Tell us a bit about your organization and what your specialty is in the film and video space.
City Gate Entertainment was created to help tell entertainment based stories about brands making positive change in the world. We focus mostly on working with non-profits and telling their stories in film or tv series format so that a wider audience of viewers can get to know them, the stories they have to tell, and the work they are doing.
What is your organization’s ethos and how does it set you apart from industry competitors?
Our ethos is to love what you do, and love who you do it with. This acts as a filter not only for the people we choose to work with but also our clients. If someone has a large budget, but as a team we wouldn’t love doing the work or working with them, we pass.
If someone is acting more as a value extractor than a value creator we move on. Not everyone is the right fit for everywhere and that’s okay. But having this simple test to run people, projects, and clients by is incredibly helpful.
How can people join or learn more about what you do?
Follow us on social media (FaceBook, Instagram), like plumbers who have leaky pipes, we’re working on having more fun there and not being as invisible as we have been.
Tell us about your Telly Award winning piece. What’s the story behind it?
The Mercy Ships is a reality based tv series that follows the hundreds of amazing volunteers from more than 60 nations who give of their time and talents to serve on the world’s largest civilian run hospital ships off the coast of Madagascar and Sierra Leone.
It’s like a floating village with not just doctors, nurses, and surgeons but people who volunteer to do everything it takes to run these ships including IT, HR, Crew Bank, School, Food Service, Hospitality, and Ship Operation. Literally hundreds of people all working in their own special talents to make free surgeries and medical care possible to those who would otherwise not have access to it.

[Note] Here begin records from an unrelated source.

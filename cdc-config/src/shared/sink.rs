use std::time::Duration;

use serde::Deserialize;

use crate::shared::{PgConnectionConfig, ValidationError};

/// Bounded retry of failed sink writes.
///
/// The default of a single attempt means a failed write is logged and dropped.
#[derive(Clone, Debug, Deserialize, PartialEq)]
pub struct RetryConfig {
    #[serde(default = "default_max_attempts")]
    pub max_attempts: u32,
    #[serde(default = "default_initial_delay_ms")]
    pub initial_delay_ms: u64,
    #[serde(default = "default_max_delay_ms")]
    pub max_delay_ms: u64,
    /// Multiplier applied to the delay after each failed attempt. Must be >= 1.0.
    #[serde(default = "default_backoff_factor")]
    pub backoff_factor: f64,
}

impl RetryConfig {
    pub const DEFAULT_MAX_ATTEMPTS: u32 = 1;
    pub const DEFAULT_INITIAL_DELAY_MS: u64 = 100;
    pub const DEFAULT_MAX_DELAY_MS: u64 = 5_000;
    pub const DEFAULT_BACKOFF_FACTOR: f64 = 2.0;

    /// Delay to wait before the attempt following `attempt` (1-based).
    pub fn delay_after(&self, attempt: u32) -> Duration {
        let exponent = attempt.saturating_sub(1).min(i32::MAX as u32) as i32;
        let delay_ms = self.initial_delay_ms as f64 * self.backoff_factor.powi(exponent);
        Duration::from_millis(delay_ms.min(self.max_delay_ms as f64) as u64)
    }

    fn validate(&self, sink: &str) -> Result<(), ValidationError> {
        if self.max_attempts == 0 {
            return Err(ValidationError::invalid(
                format!("sinks.{sink}.retry.max_attempts"),
                "must be greater than 0",
            ));
        }

        if self.backoff_factor < 1.0 {
            return Err(ValidationError::invalid(
                format!("sinks.{sink}.retry.backoff_factor"),
                "must be at least 1.0",
            ));
        }

        Ok(())
    }
}

impl Default for RetryConfig {
    fn default() -> Self {
        Self {
            max_attempts: default_max_attempts(),
            initial_delay_ms: default_initial_delay_ms(),
            max_delay_ms: default_max_delay_ms(),
            backoff_factor: default_backoff_factor(),
        }
    }
}

fn default_max_attempts() -> u32 {
    RetryConfig::DEFAULT_MAX_ATTEMPTS
}

fn default_initial_delay_ms() -> u64 {
    RetryConfig::DEFAULT_INITIAL_DELAY_MS
}

fn default_max_delay_ms() -> u64 {
    RetryConfig::DEFAULT_MAX_DELAY_MS
}

fn default_backoff_factor() -> f64 {
    RetryConfig::DEFAULT_BACKOFF_FACTOR
}

/// The store or alerting target behind a sink.
///
/// This intentionally does not implement [`Serialize`](serde::Serialize) to avoid accidentally
/// leaking secrets in the config into serialized forms.
#[derive(Debug, Clone, Deserialize)]
#[serde(rename_all = "snake_case")]
pub enum SinkKind {
    /// Inserts every record into a Postgres table.
    Postgres {
        connection: PgConnectionConfig,
        table: String,
    },
    /// Emits a warning for records whose capacity is below the threshold.
    Alert {
        #[serde(default = "default_low_capacity_threshold")]
        low_capacity_threshold: f32,
    },
}

impl SinkKind {
    pub const DEFAULT_LOW_CAPACITY_THRESHOLD: f32 = 10.0;

    fn validate(&self, field: &str) -> Result<(), ValidationError> {
        match self {
            SinkKind::Postgres { connection, table } => {
                connection.validate(&format!("{field}.connection"))?;
                if table.is_empty() {
                    return Err(ValidationError::invalid(
                        format!("{field}.table"),
                        "must not be empty",
                    ));
                }

                Ok(())
            }
            SinkKind::Alert { .. } => Ok(()),
        }
    }
}

fn default_low_capacity_threshold() -> f32 {
    SinkKind::DEFAULT_LOW_CAPACITY_THRESHOLD
}

const fn default_queue_capacity() -> usize {
    SinkConfig::DEFAULT_QUEUE_CAPACITY
}

const fn default_workers() -> usize {
    SinkConfig::DEFAULT_WORKERS
}

/// One downstream sink with its own queue and worker pool.
#[derive(Debug, Clone, Deserialize)]
pub struct SinkConfig {
    /// Unique name used in logs and metrics.
    pub name: String,
    #[serde(default = "default_queue_capacity")]
    pub queue_capacity: usize,
    #[serde(default = "default_workers")]
    pub workers: usize,
    #[serde(default)]
    pub retry: RetryConfig,
    /// Per-write timeout; a timed out write counts as a failed attempt.
    #[serde(default)]
    pub write_timeout_ms: Option<u64>,
    /// Receives records whose retries are exhausted.
    #[serde(default)]
    pub dead_letter: Option<SinkKind>,
    pub kind: SinkKind,
}

impl SinkConfig {
    pub const DEFAULT_QUEUE_CAPACITY: usize = 100;
    pub const DEFAULT_WORKERS: usize = 10;

    pub fn write_timeout(&self) -> Option<Duration> {
        self.write_timeout_ms.map(Duration::from_millis)
    }

    pub fn validate(&self) -> Result<(), ValidationError> {
        let name = &self.name;
        if name.is_empty() {
            return Err(ValidationError::invalid("sinks.name", "must not be empty"));
        }

        if self.queue_capacity == 0 {
            return Err(ValidationError::invalid(
                format!("sinks.{name}.queue_capacity"),
                "must be greater than 0",
            ));
        }

        if self.workers == 0 {
            return Err(ValidationError::invalid(
                format!("sinks.{name}.workers"),
                "must be greater than 0",
            ));
        }

        if self.write_timeout_ms == Some(0) {
            return Err(ValidationError::invalid(
                format!("sinks.{name}.write_timeout_ms"),
                "must be greater than 0",
            ));
        }

        self.retry.validate(name)?;
        self.kind.validate(&format!("sinks.{name}.kind"))?;
        if let Some(dead_letter) = &self.dead_letter {
            dead_letter.validate(&format!("sinks.{name}.dead_letter"))?;
        }

        Ok(())
    }
}

#[cfg(test)]
mod tests {
    use super::*;

    fn alert_sink() -> SinkConfig {
        serde_json::from_str(r#"{"name": "alerts", "kind": {"alert": {}}}"#).unwrap()
    }

    #[test]
    fn sink_defaults() {
        let sink = alert_sink();
        assert_eq!(sink.queue_capacity, 100);
        assert_eq!(sink.workers, 10);
        assert_eq!(sink.retry.max_attempts, 1);
        assert!(sink.write_timeout().is_none());
        assert!(sink.dead_letter.is_none());
        match sink.kind {
            SinkKind::Alert {
                low_capacity_threshold,
            } => assert_eq!(low_capacity_threshold, 10.0),
            other => panic!("unexpected kind: {other:?}"),
        }
    }

    #[test]
    fn in_process_memory_sink_is_not_configurable() {
        let result =
            serde_json::from_str::<SinkConfig>(r#"{"name": "replica", "kind": "memory"}"#);

        assert!(result.is_err());
    }

    #[test]
    fn retry_delay_grows_and_is_capped() {
        let retry = RetryConfig {
            max_attempts: 5,
            initial_delay_ms: 100,
            max_delay_ms: 350,
            backoff_factor: 2.0,
        };
        assert_eq!(retry.delay_after(1), Duration::from_millis(100));
        assert_eq!(retry.delay_after(2), Duration::from_millis(200));
        assert_eq!(retry.delay_after(3), Duration::from_millis(350));
    }

    #[test]
    fn invalid_retry_settings_are_rejected() {
        let mut sink = alert_sink();
        sink.retry.max_attempts = 0;
        assert!(sink.validate().is_err());

        let mut sink = alert_sink();
        sink.retry.backoff_factor = 0.5;
        assert_eq!(
            sink.validate().unwrap_err(),
            ValidationError::invalid("sinks.alerts.retry.backoff_factor", "must be at least 1.0")
        );
    }

    #[test]
    fn zero_workers_are_rejected() {
        let mut sink = alert_sink();
        sink.workers = 0;
        assert!(sink.validate().is_err());
    }
}
use std::sync::Arc;
use std::time::Duration;

use cdc_config::shared::PollConfig;
use chrono::{DateTime, TimeDelta, Utc};
use metrics::{counter, gauge};
use tracing::{debug, info, warn};

use crate::concurrency::queue::QueueTx;
use crate::concurrency::scope::TaskScope;
use crate::concurrency::shutdown::ShutdownRx;
use crate::error::{CdcError, CdcResult};
use crate::metrics::{
    CDC_POLL_CYCLES_TOTAL, CDC_POLL_WATERMARK_SECONDS, CDC_SOURCE_RECORDS_DROPPED_TOTAL,
    CDC_SOURCE_RECORDS_ENQUEUED_TOTAL, OUTCOME_LABEL, REASON_LABEL, SOURCE_LABEL,
};
use crate::source::Source;
use crate::source::change_log::{ChangeLog, ChangeRow, PollWindow};
use crate::source::watermark::Watermark;
use crate::types::Record;

const SOURCE_KIND: &str = "poll";

/// Result of a single poll cycle.
#[derive(Debug)]
pub enum PollOutcome {
    /// A batch was processed and the watermark advanced to `watermark`.
    Rows {
        enqueued: usize,
        /// Rows that failed to decode. They count as processed.
        dropped: usize,
        /// Rows left for a later poll, either outside the window or sharing the batch's last
        /// logical time.
        deferred: usize,
        watermark: DateTime<Utc>,
    },
    /// Nothing to process; the watermark is unchanged.
    Empty,
    /// The query or an admission failed; the watermark is unchanged.
    Failed(CdcError),
}

impl PollOutcome {
    fn label(&self) -> &'static str {
        match self {
            PollOutcome::Rows { .. } => "rows",
            PollOutcome::Empty => "empty",
            PollOutcome::Failed(_) => "failed",
        }
    }
}

/// Source polling a change log with an advancing watermark.
///
/// Every cycle asks for rows in `(watermark, now - confidence_window]`, admits them in logical
/// time order and only then moves the watermark to the last processed row. If an admission
/// fails the watermark stays put and the next cycle fetches the same range again, so rows may
/// be delivered twice but never skipped.
#[derive(Debug)]
pub struct PollSource<C> {
    change_log: C,
    config: PollConfig,
    watermark: Watermark,
}

impl<C: ChangeLog> PollSource<C> {
    /// Creates a source starting at `now - lookback`.
    pub fn new(change_log: C, config: PollConfig) -> Self {
        let initial = Utc::now()
            .checked_sub_signed(to_time_delta(config.lookback()))
            .unwrap_or(DateTime::<Utc>::MIN_UTC);

        Self::with_watermark(change_log, config, initial)
    }

    pub fn with_watermark(change_log: C, config: PollConfig, watermark: DateTime<Utc>) -> Self {
        Self {
            change_log,
            config,
            watermark: Watermark::new(watermark),
        }
    }

    pub fn change_log(&self) -> &C {
        &self.change_log
    }

    pub fn watermark(&self) -> &Watermark {
        &self.watermark
    }

    /// Runs a single poll cycle against the current time.
    pub async fn poll_once(&self, ingestion: &QueueTx) -> PollOutcome {
        self.poll_once_at(ingestion, Utc::now()).await
    }

    /// Runs a single poll cycle as if the current time were `now`.
    pub async fn poll_once_at(&self, ingestion: &QueueTx, now: DateTime<Utc>) -> PollOutcome {
        let after = self.watermark.current();
        let until = now
            .checked_sub_signed(to_time_delta(self.config.confidence_window()))
            .unwrap_or(DateTime::<Utc>::MIN_UTC);

        if until <= after {
            debug!(%after, %until, "confidence window not yet past the watermark");
            return PollOutcome::Empty;
        }

        let window = PollWindow {
            after,
            until,
            limit: self.config.batch_size as usize,
        };

        let rows = match self.change_log.fetch(&window).await {
            Ok(rows) => rows,
            Err(err) => return PollOutcome::Failed(err),
        };
        if rows.is_empty() {
            return PollOutcome::Empty;
        }

        let batch_full = rows.len() >= window.limit;
        let (mut rows, mut deferred) = retain_window(rows, &window);
        rows.sort_by_key(|row| row.logical_time);

        if batch_full {
            deferred += hold_back_last_time(&mut rows);
        }

        let Some(last_time) = rows.last().map(|row| row.logical_time) else {
            return PollOutcome::Empty;
        };

        let mut enqueued = 0;
        let mut dropped = 0;
        for row in rows {
            let record = match Record::from_json(&row.payload) {
                Ok(record) => record,
                Err(err) => {
                    warn!(logical_time = %row.logical_time, error = %err, "failed to decode change log row, skipping it");
                    counter!(
                        CDC_SOURCE_RECORDS_DROPPED_TOTAL,
                        SOURCE_LABEL => SOURCE_KIND,
                        REASON_LABEL => "decode"
                    )
                    .increment(1);
                    dropped += 1;
                    continue;
                }
            };

            if let Err(err) = ingestion.admit(record).await {
                warn!(
                    logical_time = %row.logical_time,
                    enqueued,
                    error = %err,
                    "failed to admit change log row, batch will be polled again"
                );
                return PollOutcome::Failed(err);
            }

            enqueued += 1;
            counter!(CDC_SOURCE_RECORDS_ENQUEUED_TOTAL, SOURCE_LABEL => SOURCE_KIND).increment(1);
        }

        self.watermark.advance(last_time);
        gauge!(CDC_POLL_WATERMARK_SECONDS).set(last_time.timestamp() as f64);

        PollOutcome::Rows {
            enqueued,
            dropped,
            deferred,
            watermark: self.watermark.current(),
        }
    }

    fn delay_after(&self, outcome: &PollOutcome) -> Duration {
        match outcome {
            PollOutcome::Rows { .. } => self.config.non_empty_delay(),
            PollOutcome::Empty => self.config.empty_delay(),
            PollOutcome::Failed(_) => self.config.failure_delay(),
        }
    }

    async fn run(self: Arc<Self>, ingestion: QueueTx, mut shutdown_rx: ShutdownRx) -> CdcResult<()> {
        info!(watermark = %self.watermark.current(), "starting poll source");

        while !shutdown_rx.is_shutdown() {
            // A cycle in progress is not raced against shutdown, fetched rows are admitted first.
            let outcome = self.poll_once(&ingestion).await;
            counter!(CDC_POLL_CYCLES_TOTAL, OUTCOME_LABEL => outcome.label()).increment(1);

            match &outcome {
                PollOutcome::Rows {
                    enqueued,
                    dropped,
                    deferred,
                    watermark,
                } => {
                    debug!(enqueued, dropped, deferred, %watermark, "poll cycle processed rows");
                }
                PollOutcome::Empty => {}
                PollOutcome::Failed(err) => {
                    warn!(error = %err, "poll cycle failed");
                }
            }

            let delay = self.delay_after(&outcome);
            tokio::select! {
                biased;

                _ = shutdown_rx.wait_for_shutdown() => break,
                _ = tokio::time::sleep(delay) => {}
            }
        }

        info!(watermark = %self.watermark.current(), "poll source stopped");

        Ok(())
    }
}

impl<C: ChangeLog> Source for PollSource<C> {
    fn name(&self) -> &'static str {
        SOURCE_KIND
    }

    async fn connect(&self) -> CdcResult<()> {
        self.change_log.connect().await
    }

    async fn start(
        self: Arc<Self>,
        ingestion: QueueTx,
        shutdown_rx: ShutdownRx,
        scope: &mut TaskScope,
    ) -> CdcResult<()> {
        scope.spawn("source:poll", self.run(ingestion, shutdown_rx));

        Ok(())
    }

    async fn close(&self) -> CdcResult<()> {
        self.change_log.close().await
    }
}

fn to_time_delta(duration: Duration) -> TimeDelta {
    TimeDelta::from_std(duration).unwrap_or(TimeDelta::MAX)
}

/// Keeps rows inside the window, returning them with the number of rows deferred because they
/// are newer than the window.
fn retain_window(rows: Vec<ChangeRow>, window: &PollWindow) -> (Vec<ChangeRow>, usize) {
    let mut deferred = 0;
    let rows = rows
        .into_iter()
        .filter(|row| {
            if row.logical_time > window.until {
                deferred += 1;
                false
            } else if row.logical_time <= window.after {
                debug!(logical_time = %row.logical_time, "ignoring row at or before the watermark");
                false
            } else {
                true
            }
        })
        .collect();

    (rows, deferred)
}

/// Removes the trailing rows sharing the batch's last logical time, since more rows with that
/// time may lie beyond the limit. Returns how many rows were held back.
///
/// A batch made entirely of one logical time is kept whole, otherwise the poll could never
/// make progress.
fn hold_back_last_time(rows: &mut Vec<ChangeRow>) -> usize {
    let Some(last_time) = rows.last().map(|row| row.logical_time) else {
        return 0;
    };

    let tied = rows
        .iter()
        .rev()
        .take_while(|row| row.logical_time == last_time)
        .count();

    if tied == rows.len() {
        warn!(
            %last_time,
            rows = rows.len(),
            "every row of a full batch shares one logical time, rows beyond the batch size at that time may be skipped"
        );
        return 0;
    }

    rows.truncate(rows.len() - tied);
    tied
}

#[cfg(test)]
mod tests {
    use chrono::TimeZone;

    use super::*;

    fn row(secs: i64) -> ChangeRow {
        ChangeRow {
            logical_time: Utc.timestamp_opt(secs, 0).unwrap(),
            payload: serde_json::Value::Null,
        }
    }

    #[test]
    fn ties_at_the_end_of_a_batch_are_held_back() {
        let mut rows = vec![row(1), row(2), row(3), row(3)];

        assert_eq!(hold_back_last_time(&mut rows), 2);
        assert_eq!(rows, vec![row(1), row(2)]);
    }

    #[test]
    fn single_time_batch_is_kept() {
        let mut rows = vec![row(7), row(7)];

        assert_eq!(hold_back_last_time(&mut rows), 0);
        assert_eq!(rows.len(), 2);
    }

    #[test]
    fn rows_outside_the_window_are_not_kept() {
        let window = PollWindow {
            after: Utc.timestamp_opt(10, 0).unwrap(),
            until: Utc.timestamp_opt(20, 0).unwrap(),
            limit: 10,
        };

        let (rows, deferred) = retain_window(vec![row(5), row(10), row(15), row(20), row(25)], &window);

        assert_eq!(rows, vec![row(15), row(20)]);
        assert_eq!(deferred, 1);
    }
}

But beyond that they are teaching local medical staff and training them in procedures and medical processes so that the local community is invested in and given a more educated and sustainable healthcare system whether Mercy Ships is there or not.
The show follows the volunteers in this amazing work, but also shows what life is like onboard when they’re not working. Just like each of us, the volunteers all have hobbies, interests, and lives they live outside of work, and the show gives viewers the chance to be virtual stowaways and experience it all for themselves.
What are you most proud of about this piece? What was your biggest challenge during production and how did you solve it?
I’m proud of the response we got from so many of the volunteers who were proud to see the project because it captured the experience and efforts they go through on a daily basis. Too often a production comes in with their own ideas of what something should be for whatever reason, but to come in and listen and build relationships with the crew so that they want you to come back is something to be proud of.
The biggest challenge is probably just navigating the need to film, with the need for the ship to be able to do what it is there to do. We have to be able to capture what we needed to make a 10 episode series and now a Second Season, but not get in the way of the life saving work that is being done.
Thankfully we had a great production team and worked with a fantastic team on ship to organize everything. And honestly, just being what we’d call normal humans, and treating others as humans, and listening, and being flexible so that you can find other solutions to needs is what solves all of that. As I said earlier, going in with a mentality to create value for those you are working with, and serving them in your efforts to capture what you need is what makes it work.
Do you have any advice to other filmmakers based on your career or your team’s approach to work?
Always seek to bring value in whatever job you find yourself doing. Make it personal, but don’t take it personal. Do the work until you can be proud of it, because at the end of the day if no one else sees it but you, you want to know you did your absolute best.
Be kind to others, we’ve all had bad days, we’ve all tried something for the first time and will again. For us we measure success as this, when everything is done, does everyone look around and say, “Wow, that was tough… when can we do it again?”
Can you share a behind the scenes story or fun fact about the making of your piece?
Over the course of filming I got to know Captain O’Shea really well and we’ve become friends. Captain O’Shea is an amazing man who serves on board both ships from time to time and he would say to me in his Irish accent, “My job as a Captain is to keep the drama on board as minimal as possible, but your job as the director is to make it as much as possible!”
Tell us about the most memorable response you got from this work.
One of the best responses we’ve gotten is someone who said they had heard about Mercy Ships, had applied to volunteer, but then chickened out. But after seeing the show they are now going to apply again and go.
We’ve heard from numerous people that they had no idea there were so many non-medical opportunities to volunteer and that they were going to apply. To see that the work we’re doing is literally bringing more people to the ship to volunteer and help others through this life saving work makes all the long hours worth it.
Complete this sentence: ‘Great video storytelling is…’
… giving the audience something worth paying attention to and hopefully inspiring them to become better people after they see it.